I gave you a bigger heart of empathy than most. Several people in your life have labelled you an 'empath', and you actually feel the sorrow and sadness and pain of others. You literally feel it. And I tend to give that gift to people who have felt sorrow and sadness and pain themselves, because seeing it in others brings up an almost righteous anger and resolve to do something about it. And you do. And for that - to use one of your common phrases - I am grateful. To you. 

It's tempting to say, "This was all part of God's plan." It's tempting to say, "Don't wrestle with things like this because God's ways are not our ways." Like you, I find those responses extremely inadequate. Here's the truth: My will, perhaps in a way you cannot yet understand, is for you and everyone in your life to have free will. None of this is scripted. There are causes and effects. There are actions and there are consequences. 

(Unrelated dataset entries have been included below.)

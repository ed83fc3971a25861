//! Error types for the Network

use sim_clock::{CallbackError, ClockError};
use thiserror::Error;

/// Errors that can occur while building or running a Network
#[derive(Error, Debug)]
pub enum NetworkError {
    #[error("Group {name} is already in network")]
    GroupAlreadyPresent { name: String },

    #[error("Group {name} setup failed: {source}")]
    Setup {
        name: String,
        #[source]
        source: CallbackError,
    },

    #[error("Clock error: {0}")]
    Clock(#[from] ClockError),
}

/// A group failed while the clock was evaluating the network
#[derive(Error, Debug)]
#[error("Group {name} evaluation failed: {source}")]
pub struct EvaluateError {
    pub name: String,
    #[source]
    pub source: CallbackError,
}
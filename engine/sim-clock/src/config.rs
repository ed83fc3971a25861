//! Configuration for the Clock

use crate::error::ClockError;
use crate::{DEFAULT_END, DEFAULT_EPSILON, DEFAULT_RESOLUTION, DEFAULT_START};
use serde::{Deserialize, Serialize};
use std::path::Path;

/// Configuration for the Clock
#[derive(Debug, Clone, PartialEq, Serialize, Deserialize)]
#[serde(default)]
pub struct ClockConfig {
    /// Simulated start time in seconds
    pub start: f64,

    /// Simulated end time in seconds
    pub end: f64,

    /// Step between two ticks in seconds
    pub resolution: f64,

    /// Slack below which a timer is considered to sit on the next tick boundary
    pub epsilon: f64,

    /// Whether a timer due exactly at `end` fires
    pub end_boundary: EndBoundary,

    /// Abort the run if a single tick fires more timers than this
    #[serde(skip_serializing_if = "Option::is_none")]
    pub max_firings_per_tick: Option<usize>,
}

/// How the run loop treats a timer due exactly at the end time
#[derive(Debug, Clone, Copy, PartialEq, Eq, Default, Serialize, Deserialize)]
#[serde(rename_all = "snake_case")]
pub enum EndBoundary {
    /// Timers fire for `start <= t < end`
    #[default]
    Exclusive,
    /// Timers fire for `start <= t <= end`
    Inclusive,
}

impl Default for ClockConfig {
    fn default() -> Self {
        Self {
            start: DEFAULT_START,
            end: DEFAULT_END,
            resolution: DEFAULT_RESOLUTION,
            epsilon: DEFAULT_EPSILON,
            end_boundary: EndBoundary::Exclusive,
            max_firings_per_tick: None,
        }
    }
}

impl ClockConfig {
    /// Config spanning `[start, end]` with the given resolution, other fields defaulted
    pub fn with_span(start: f64, end: f64, resolution: f64) -> Self {
        Self { start, end, resolution, ..Default::default() }
    }

    /// Check bounds, resolution and tolerance
    pub fn validate(&self) -> Result<(), ClockError> {
        if !self.start.is_finite() || !self.end.is_finite() || self.end < self.start {
            return Err(ClockError::InvalidBounds { start: self.start, end: self.end });
        }
        if !self.resolution.is_finite() || self.resolution <= 0.0 {
            return Err(ClockError::InvalidResolution { resolution: self.resolution });
        }
        if !self.epsilon.is_finite() || self.epsilon < 0.0 {
            return Err(ClockError::Config(format!(
                "epsilon must be finite and non-negative, got {}",
                self.epsilon
            )));
        }
        if self.max_firings_per_tick == Some(0) {
            return Err(ClockError::Config("max_firings_per_tick must be at least 1".to_string()));
        }
        Ok(())
    }

    /// Load configuration from TOML file
    pub fn from_file(path: impl AsRef<Path>) -> Result<Self, ClockError> {
        let path = path.as_ref();
        let content = std::fs::read_to_string(path)
            .map_err(|e| ClockError::Config(format!("failed to read {}: {e}", path.display())))?;
        let config: ClockConfig = toml::from_str(&content)
            .map_err(|e| ClockError::Config(format!("failed to parse {}: {e}", path.display())))?;
        config.validate()?;
        Ok(config)
    }

    /// Save configuration to TOML file
    pub fn to_file(&self, path: impl AsRef<Path>) -> Result<(), ClockError> {
        let path = path.as_ref();
        let content = toml::to_string_pretty(self)
            .map_err(|e| ClockError::Config(format!("failed to serialize config: {e}")))?;
        std::fs::write(path, content)
            .map_err(|e| ClockError::Config(format!("failed to write {}: {e}", path.display())))?;
        Ok(())
    }
}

Don't read that and think that all of you are on your own; far from it. Don't fall into despair thinking I'm not involved; I am. The young man who was beaten up - like you - didn't step from a life of promise straight into being homeless, addicted, and owing people money. I offered many exit ramps as he went down his path, just like I have offered them time and again to you. There's a very true maxim in your AA program: "It takes what it takes." If I use this incident to cause a change in his heart such that he is driven and motivated enough to change his life - what would you think then? 

You tend to overlay your feelings and thoughts on mine, and believe I react the way you do. In one way, it's true: no one is more troubled this morning about what happened than me. My heart is broken just like yours. But people in your own life have had to distance themselves from you and what you were doing, and you're even now distancing yourself from a couple of people in the program because they don't seem to want to recover. 

Here's the thing: I will never, ever distance myself from you. My presence, my concern, my comfort, my love, my healing - these are as constant as the sunrise. 

For the young homeless man. 

And for you. 

That's the way to understand "my ways are not God's ways." It's not abandoning the questions by calling evil good; only theological infants do that. What happened was evil, not 'my plan.' Evil is never 'my way.' But where I differ from you is that I never change, and never waver, in my desire for you, and in helping you get to the point where you truly believe that. 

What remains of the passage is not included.